The semester during which the tunnels were closed for repair turned out to be my last as an undergraduate at MUN. I left the province to attend university elsewhere, and when I returned later as a visitor — and later still, as a graduate student — the tunnels were unrecognizable. Clean, empty, silent. If you passed through between classes you’d walk along with several people going from class to class, and maybe see a few students chatting while they stood at their lockers getting books and coats out. Certainly no-one was sitting on the floor playing cards, or perched on an amp busting out tunes on an electric guitar. And, of course, no-one was smoking (even though they would continue to be allowed to smoke in the buildings above the tunnels for years to come).

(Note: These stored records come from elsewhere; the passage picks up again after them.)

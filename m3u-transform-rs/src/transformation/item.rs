use smol_str::SmolStr;

use crate::format::{AttributeOverrides, M3uItem, fixed_value};

/// A pure function from one playlist item to another
pub trait ItemTransformation: Send + Sync {
    fn apply(&self, item: M3uItem) -> M3uItem;
}

impl<F> ItemTransformation for F
where
    F: Fn(M3uItem) -> M3uItem + Send + Sync,
{
    fn apply(&self, item: M3uItem) -> M3uItem {
        self(item)
    }
}

/// Replaces the first occurrence of `original` in an attribute value.
///
/// Items without the attribute, or whose value does not contain `original`,
/// are returned untouched.
#[derive(Debug, Clone, PartialEq, Eq)]
pub struct AttributeEdit {
    attribute: SmolStr,
    original: SmolStr,
    replacement: SmolStr,
}

impl AttributeEdit {
    pub fn new(
        attribute: impl Into<SmolStr>,
        original: impl Into<SmolStr>,
        replacement: impl Into<SmolStr>,
    ) -> Self {
        Self {
            attribute: attribute.into(),
            original: original.into(),
            replacement: replacement.into(),
        }
    }
}

impl ItemTransformation for AttributeEdit {
    fn apply(&self, item: M3uItem) -> M3uItem {
        let Some(value) = item.attribute(&self.attribute) else {
            return item;
        };
        if !value.contains(self.original.as_str()) {
            return item;
        }

        let edited = value.replacen(self.original.as_str(), &self.replacement, 1);
        item.overlay(
            AttributeOverrides::new().with(self.attribute.clone(), fixed_value(Some(edited.into()))),
        )
    }
}

/// Moves a known tag out of one attribute into another.
///
/// The first of `tags` found inside `source` is removed from it (whitespace
/// is then collapsed and trimmed) and written to `target`.
#[derive(Debug, Clone, PartialEq, Eq)]
pub struct AttributeTag {
    source: SmolStr,
    target: SmolStr,
    tags: Vec<SmolStr>,
}

impl AttributeTag {
    pub fn new(
        source: impl Into<SmolStr>,
        target: impl Into<SmolStr>,
        tags: impl IntoIterator<Item = impl Into<SmolStr>>,
    ) -> Self {
        Self {
            source: source.into(),
            target: target.into(),
            tags: tags.into_iter().map(Into::into).collect(),
        }
    }
}

impl ItemTransformation for AttributeTag {
    fn apply(&self, item: M3uItem) -> M3uItem {
        let Some(value) = item.attribute(&self.source) else {
            return item;
        };
        let Some(tag) = self.tags.iter().find(|x| value.contains(x.as_str())) else {
            return item;
        };

        let cleaned = value
            .replace(tag.as_str(), "")
            .split_whitespace()
            .collect::<Vec<_>>()
            .join(" ");

        item.overlay(
            AttributeOverrides::new()
                .with(self.source.clone(), fixed_value(Some(cleaned.into())))
                .with(self.target.clone(), fixed_value(Some(tag.clone()))),
        )
    }
}

/// Applies transformations in list order, each one seeing the result of the previous
#[derive(Default)]
pub struct ItemTransformationComposite {
    transformations: Vec<Box<dyn ItemTransformation>>,
}

impl ItemTransformationComposite {
    pub fn new(transformations: Vec<Box<dyn ItemTransformation>>) -> Self {
        Self { transformations }
    }

    pub fn len(&self) -> usize {
        self.transformations.len()
    }

    pub fn is_empty(&self) -> bool {
        self.transformations.is_empty()
    }
}

impl ItemTransformation for ItemTransformationComposite {
    fn apply(&self, item: M3uItem) -> M3uItem {
        self.transformations
            .iter()
            .fold(item, |item, transformation| transformation.apply(item))
    }
}

#[cfg(test)]
mod tests {
    use super::*;
    use crate::format::M3uEntry;

    fn item(attributes: &[(&str, &str)]) -> M3uItem {
        let mut entry = M3uEntry {
            title: "Some movie".into(),
            link: "http://some.server.com/movie".into(),
            ..Default::default()
        };
        for (name, value) in attributes {
            entry.push_attribute(*name, *value);
        }
        entry.into()
    }

    #[test]
    fn test_edit() {
        let edit = AttributeEdit::new("group-title", "Movie:", "Movies:");
        let edited = edit.apply(item(&[("group-title", "Movie: Foo")]));
        assert_eq!(edited.attribute("group-title").unwrap(), "Movies: Foo");
    }

    #[test]
    fn test_edit_first_occurrence_only() {
        let edit = AttributeEdit::new("name", "a", "o");
        let edited = edit.apply(item(&[("name", "banana")]));
        assert_eq!(edited.attribute("name").unwrap(), "bonana");
    }

    #[test]
    fn test_edit_no_op() {
        let edit = AttributeEdit::new("name", "Movie:", "Movies:");

        let missing = item(&[("id", "10")]);
        let edited = edit.apply(missing.clone());
        assert_eq!(edited, missing);
        assert_eq!(edited.depth(), 0);

        let unmatched = item(&[("name", "Series: Foo")]);
        let edited = edit.apply(unmatched.clone());
        assert_eq!(edited, unmatched);
        assert_eq!(edited.attribute_names(), vec!["name"]);
    }

    #[test]
    fn test_tag() {
        let tag = AttributeTag::new("tvg-name", "quality", ["SD", "HD", "4K"]);
        let tagged = tag.apply(item(&[("tvg-name", "Show 4K")]));
        assert_eq!(tagged.attribute("quality").unwrap(), "4K");
        assert_eq!(tagged.attribute("tvg-name").unwrap(), "Show");
        assert_eq!(tagged.attribute_names(), vec!["tvg-name", "quality"]);
    }

    #[test]
    fn test_tag_collapses_whitespace() {
        let tag = AttributeTag::new("tvg-name", "country", ["PT"]);
        let tagged = tag.apply(item(&[("tvg-name", " RTP  PT   1 ")]));
        assert_eq!(tagged.attribute("tvg-name").unwrap(), "RTP 1");
        assert_eq!(tagged.attribute("country").unwrap(), "PT");
    }

    #[test]
    fn test_tag_first_candidate_wins() {
        // "HD" is listed before "FHD" and is a substring of it
        let tag = AttributeTag::new("tvg-name", "quality", ["SD", "HD", "FHD"]);
        let tagged = tag.apply(item(&[("tvg-name", "beIN SPORTS 1 FHD QA")]));
        assert_eq!(tagged.attribute("quality").unwrap(), "HD");
        assert_eq!(tagged.attribute("tvg-name").unwrap(), "beIN SPORTS 1 F QA");
    }

    #[test]
    fn test_tag_no_op() {
        let tag = AttributeTag::new("tvg-name", "quality", ["SD", "HD"]);
        let untagged = item(&[("tvg-name", "Show 4K")]);
        let result = tag.apply(untagged.clone());
        assert_eq!(result, untagged);
        assert_eq!(result.attribute("quality"), None);

        let missing = item(&[]);
        assert_eq!(tag.apply(missing.clone()), missing);
    }

    #[test]
    fn test_composite_edits_many_fields() {
        let composite = ItemTransformationComposite::new(vec![
            Box::new(AttributeEdit::new("name", "Some", "Whatever")),
            Box::new(AttributeEdit::new("id", "1", "9")),
        ]);
        let edited = composite.apply(item(&[
            ("name", "Movie: Some Movie [Multi-subs]"),
            ("id", "10"),
        ]));

        assert_eq!(edited.attribute("id").unwrap(), "90");
        assert_eq!(
            edited.attribute("name").unwrap(),
            "Movie: Whatever Movie [Multi-subs]"
        );
    }

    #[test]
    fn test_composite_edits_in_order() {
        let composite = ItemTransformationComposite::new(vec![
            Box::new(AttributeEdit::new("name", "Some", "Whatever")),
            Box::new(AttributeEdit::new("name", "Whatever", "Real Nice")),
        ]);
        let edited = composite.apply(item(&[
            ("name", "Movie: Some Movie [Multi-subs]"),
            ("id", "10"),
        ]));

        assert_eq!(edited.attribute("id").unwrap(), "10");
        assert_eq!(
            edited.attribute("name").unwrap(),
            "Movie: Real Nice Movie [Multi-subs]"
        );
    }

    #[test]
    fn test_composite_tag_after_edit() {
        let composite = ItemTransformationComposite::new(vec![
            Box::new(AttributeEdit::new("tvg-name", "UHD", "4K")),
            Box::new(AttributeTag::new("tvg-name", "quality", ["SD", "4K"])),
        ]);
        let result = composite.apply(item(&[("tvg-name", "Show UHD")]));

        assert_eq!(result.attribute("quality").unwrap(), "4K");
        assert_eq!(result.attribute("tvg-name").unwrap(), "Show");
    }

    #[test]
    fn test_empty_composite_and_closure() {
        let source = item(&[("id", "1")]);
        assert_eq!(ItemTransformationComposite::default().apply(source.clone()), source);

        let closure = |item: M3uItem| item.with_attribute("id", "2");
        assert_eq!(closure.apply(source).attribute("id").unwrap(), "2");
    }
}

Obviously, a hideously dangerous fire-safety situation had been resolved. And something had been lost — a communal space, a benevolent anarchy, a pattern of behavior no-one had even questioned until a disaster struck.
Life did not go back to normal after the tunnel fire. Classes went on; extracurricular activities continued; the university sailed blithely on aboveground, but one key piece of student life changed forever, overnight.
Not everything goes back to normal.
When I tried these thoughts out on my husband and daughter, they were able to think of other examples — most strikingly, the changes in airport security that we all accepted after 9/11. Of course, our “normal” is changing all the time, both for worse and for better, but most of the time it changes gradually. I grew up in a time when people smoked indoors, didn’t wear seatbelts, didn’t use sunscreen, and had no computers, cellphones, or internet. The world changes constantly, but every so often a cataclysmic event comes along, disrupts our “normal,” and brings overnight changes. Changes we would have thought unimaginable before the event, that we simply accepted as normal afterwards.
So it’s interesting now, living in the middle of the COVID-19 pandemic, to think about Life Afterwards. Not only after we’ve “flattened the curve” but even after herd immunity, after a widely available vaccine, after most of us never think of dying from COVID-19 anymore than we think about dying from the flu. What will that “after” look like? What parts of normal will have changed altogether? What will we accept as commonplace that we never could have imagined living with up to February 2020? What will be gone forever that we assumed we would always have?